No meio dessa discussão surreal sobre o escanteamento da fé sugerido pelo cristão envergonhado e agora ministro do Supremo Tribunal Federal, André Mendonça, me deparo com a mais desavergonhadamente cristã entre as crônicas de Fernando Sabino. Uma narrativa tão simples, clara e contundente em sua cristandade que, para ser sincero, estou até com vergonha de ter chamado André Mendonça de “cristão envergonhado” na frase anterior.
Está num livro que comprei por acaso e engano, contendo as 50 melhores crônicas selecionadas pelo próprio Fernando Sabino. É uma coletânea curiosa pela ausência (até onde cheguei) de textos políticos. Por isso ao leitor contemporâneo os textos podem soar chatos ou ortodoxos em sua proposta de contemplar a vida cotidianamente, vendo no homem um homem, e não um amontoado de identidades políticas.
Sem querer dar uma de João Kléber aqui, vamos à crônica. Ela se chama “Um Doador Universal” e tem como personagem principal um taxista carioca lá daquele jeitão dele, meio grosseiro, meio atrevido, meio ruidoso demais para meus ouvidos curitibocas. Acontece que, na crônica, esse homem tão cheio de defeitos óbvios parece ter acordado a fim de fazer o bem. Primeiro ele se dispõe a doar sangue. “Para doar sangue não precisa ter cara, basta ter sangue. E doar mesmo de graça, ali no duro. Deus me livre de vender meu próprio sangue: não paguei nada por ele. Escuta aqui uma coisa, quer saber o que mais? Vou doar meu sangue e é já”, diz o taxista.
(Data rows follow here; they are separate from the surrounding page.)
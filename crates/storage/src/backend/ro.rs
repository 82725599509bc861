//! Read-only storage backend.
//!
//! Wraps another backend and turns every mutation into a logged no-op that
//! reports success. Used for `--dry-run`, where the workflow should run to
//! completion without touching the lending state on disk.

use async_trait::async_trait;
use std::path::Path;

use crate::{BackendHandle, StorageBackend, error::Result};

/// Read-only storage backend.
///
/// Reads go to the inner backend; writes and deletes are dropped after
/// logging an [`info event`](tracing::Event).
#[derive(Clone)]
pub struct ReadOnlyBackend {
    inner: BackendHandle,
}
impl ReadOnlyBackend {
    pub fn new(inner: BackendHandle) -> Self {
        Self { inner }
    }
}

#[async_trait]
impl StorageBackend for ReadOnlyBackend {
    fn name(&self) -> &str {
        self.inner.name()
    }

    async fn exists(&self, path: &Path) -> Result<bool> {
        self.inner.exists(path).await
    }

    async fn read(&self, path: &Path) -> Result<Vec<u8>> {
        self.inner.read(path).await
    }

    async fn write(&self, path: &Path, data: &[u8]) -> Result<()> {
        tracing::info!(backend = self.name(), path = %path.display(), bytes = data.len(), "Skipping write during read-only mode");
        Ok(())
    }

    async fn delete(&self, path: &Path) -> Result<()> {
        tracing::info!(backend = self.name(), path = %path.display(), "Skipping delete during read-only mode");
        Ok(())
    }
}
Chegando ao hospital, porém, taxista e passageiro se deparam com uma mulher que precisa de um táxi para transportar o marido que tinha quebrado a perna. Depois de alguma hesitação, o taxista decide deixar a doação de sangue para o outro dia e transportar o homem com a perna quebrada. “Está bem. Mas então faço o serviço completo: vai de graça. Vamos embora. Cadê o capenga?”, pergunta o taxista.
Fazer o bem é fácil
Cheguei ao ponto final da crônica de míseras duas páginas e meia e a reli. E tresli. E, parecendo um precoce vovô Simpson resmungão, gritei para as nuvens da tempestade que se anunciava que eu tinha que – tinha quê! – escrever sobre isso. Por mais que meus leitores, infelizmente, já tenham dado sinais claros de que não se interessam por essa parte mais, digamos, lírica do meu trabalho.
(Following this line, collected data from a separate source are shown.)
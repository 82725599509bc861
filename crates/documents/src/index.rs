use std::collections::HashMap;
use tracing::instrument;

use crate::kind::EntityKind;
use crate::tree::Document;

/// Display name used whenever an entity, name or reference can't be found.
pub const UNKNOWN: &str = "Unknown";

/// Mapping from entity id to display name for one document.
///
/// Ids are only unique within their own document, so an index is always
/// built per document. When a document repeats an id the later entity wins;
/// every overwritten id is logged and kept in [`Index::duplicates`].
#[derive(Debug, Clone, Default, PartialEq, Eq)]
pub struct Index {
    names: HashMap<String, String>,
    duplicates: Vec<String>,
}
impl Index {
    /// Indexes every `tag` element by its `id` attribute, naming each by the
    /// text of its first `name_field` descendant.
    ///
    /// Elements without an `id` are skipped; an entity without a
    /// `name_field` child is named [`UNKNOWN`].
    ///
    /// ```
    /// use shelfmark_documents::{Index, parse};
    /// let document = parse(r#"<Publishers>
    ///     <Publisher id="p1"><Name>Gollancz</Name></Publisher>
    ///     <Publisher id="p2"/>
    /// </Publishers>"#).unwrap();
    /// let index = Index::build(&document, "Publisher", "Name");
    /// assert_eq!(index.name_or_unknown("p1"), "Gollancz");
    /// assert_eq!(index.name_or_unknown("p2"), "Unknown");
    /// assert_eq!(index.name_or_unknown("p9"), "Unknown");
    /// ```
    #[instrument(level = "debug", skip(document))]
    pub fn build(document: &Document, tag: &str, name_field: &str) -> Self {
        let mut index = Self::default();
        for entity in document.elements_by_tag(tag) {
            let Some(id) = entity.id() else {
                tracing::trace!(tag, "Skipping entity without an id");
                continue;
            };
            let name = entity.find(name_field).map(|el| el.text().trim().to_string()).unwrap_or_else(|| UNKNOWN.to_string());
            if let Some(previous) = index.names.insert(id.to_string(), name) {
                tracing::warn!(tag, id, previous = %previous, "Duplicate entity id; the later entity replaces the earlier one");
                index.duplicates.push(id.to_string());
            }
        }
        tracing::debug!(entities = index.names.len(), duplicates = index.duplicates.len(), "Indexed document");
        index
    }

    /// Indexes using the tag and display field from the kind dispatch table.
    pub fn for_kind(document: &Document, kind: EntityKind) -> Self {
        Self::build(document, kind.tag(), kind.name_field())
    }

    pub fn get(&self, id: &str) -> Option<&str> {
        self.names.get(id).map(String::as_str)
    }

    pub fn name_or_unknown(&self, id: &str) -> &str {
        self.get(id).unwrap_or(UNKNOWN)
    }

    /// Ids that appeared more than once, once per extra occurrence.
    pub fn duplicates(&self) -> &[String] {
        &self.duplicates
    }

    pub fn len(&self) -> usize {
        self.names.len()
    }

    pub fn is_empty(&self) -> bool {
        self.names.is_empty()
    }
}

#[cfg(test)]
mod tests {
    use super::*;
    use crate::parse;

    #[test]
    fn test_builds_names() {
        let document = parse(
            r#"<Authors>
                <Author id="a1"><Name> Iain M. Banks </Name></Author>
                <Author id="a2"><Name>Octavia E. Butler</Name></Author>
            </Authors>"#,
        )
        .unwrap();
        let index = Index::build(&document, "Author", "Name");
        assert_eq!(index.len(), 2);
        assert_eq!(index.get("a1"), Some("Iain M. Banks"));
        assert_eq!(index.get("a2"), Some("Octavia E. Butler"));
        assert!(index.duplicates().is_empty());
    }

    #[test]
    fn test_missing_name_is_unknown() {
        let document = parse(r#"<Genres><Genre id="g1"><Description>No name</Description></Genre></Genres>"#).unwrap();
        let index = Index::build(&document, "Genre", "Name");
        assert_eq!(index.get("g1"), Some(UNKNOWN));
    }

    #[test]
    fn test_skips_entities_without_id() {
        let document = parse(r#"<Genres><Genre><Name>Orphan</Name></Genre></Genres>"#).unwrap();
        assert!(Index::build(&document, "Genre", "Name").is_empty());
    }

    #[test]
    fn test_duplicate_ids_last_wins_and_are_reported() {
        let document = parse(
            r#"<Publishers>
                <Publisher id="p1"><Name>First</Name></Publisher>
                <Publisher id="p1"><Name>Second</Name></Publisher>
            </Publishers>"#,
        )
        .unwrap();
        let index = Index::build(&document, "Publisher", "Name");
        assert_eq!(index.len(), 1);
        assert_eq!(index.name_or_unknown("p1"), "Second");
        assert_eq!(index.duplicates(), ["p1".to_string()]);
    }

    #[test]
    fn test_books_indexed_by_title() {
        let document = parse(r#"<Books><Book id="b1"><Title>Kindred</Title></Book></Books>"#).unwrap();
        let index = Index::for_kind(&document, EntityKind::Book);
        assert_eq!(index.get("b1"), Some("Kindred"));
        // Books have no Name child.
        assert_eq!(Index::build(&document, "Book", "Name").get("b1"), Some(UNKNOWN));
    }

    #[test]
    fn test_only_matching_tag_indexed() {
        let document = parse(r#"<Catalog><Author id="x"><Name>A</Name></Author><Genre id="x"><Name>G</Name></Genre></Catalog>"#)
            .unwrap();
        assert_eq!(Index::build(&document, "Genre", "Name").get("x"), Some("G"));
        assert_eq!(Index::build(&document, "Author", "Name").get("x"), Some("A"));
    }
}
Tinha que escrever sobre a crônica porque é a tal coisa: fazer o bem é fácil. Basta acordar disposto. Não há (ainda) decisão do STF que proíba a caridade. E, se um dia houver, que se dane: ao longo da história grandes feitos de bondade sempre foram feitos às escondidas e à margem da lei. E nem por isso eles deixaram de ser certos. Os muitos judeus abrigados por vizinhos em porões e sótãos sabem bem disso.
A maldição do nosso tempo é que tudo conspira para abafar o bem pequeno, aquele que se faz sem alarde e, muitas vezes, sem nem mesmo motivo. O bem que se faz porque se quer. Como o do taxista da crônica de Fernando Sabino. Se aquela época fosse assombrada pelo mesmo Zeitgeist que arrasta correntes hoje em dia, o taxista talvez só doasse sangue se tivesse algum incentivo estatal. E talvez só levasse o homem de perna quebrada para casa se pudesse correr para as redes sociais a fim de levantar a hashtag #bomporumdia ou #entãoésobreisso.
Ou pior: talvez nem passasse pela cabeça dele a possibilidade de fazer o bem ao seu semelhante, o indivíduo, sem que isso causasse qualquer arranhão nessa abstração diabólica chamada “Humanidade”. Sem transformar o mundo, como nos ensinaram os marxistas.
É, sim, possível fazer o bem discretamente, sem ganhar um mísero like – imagina o absurdo! Sem nem mesmo ser reconhecido como uma pessoa boa por alguém. Aqui se doa sangue, ali se ajuda um cego a atravessar a rua. Aqui se opta por não xingar, ali se pede desculpas. Afinal, foi assim que o Cristianismo, não esse que uns e outros professam envergonhados, realmente moldou o mundo que por ora temos o privilégio de habitar.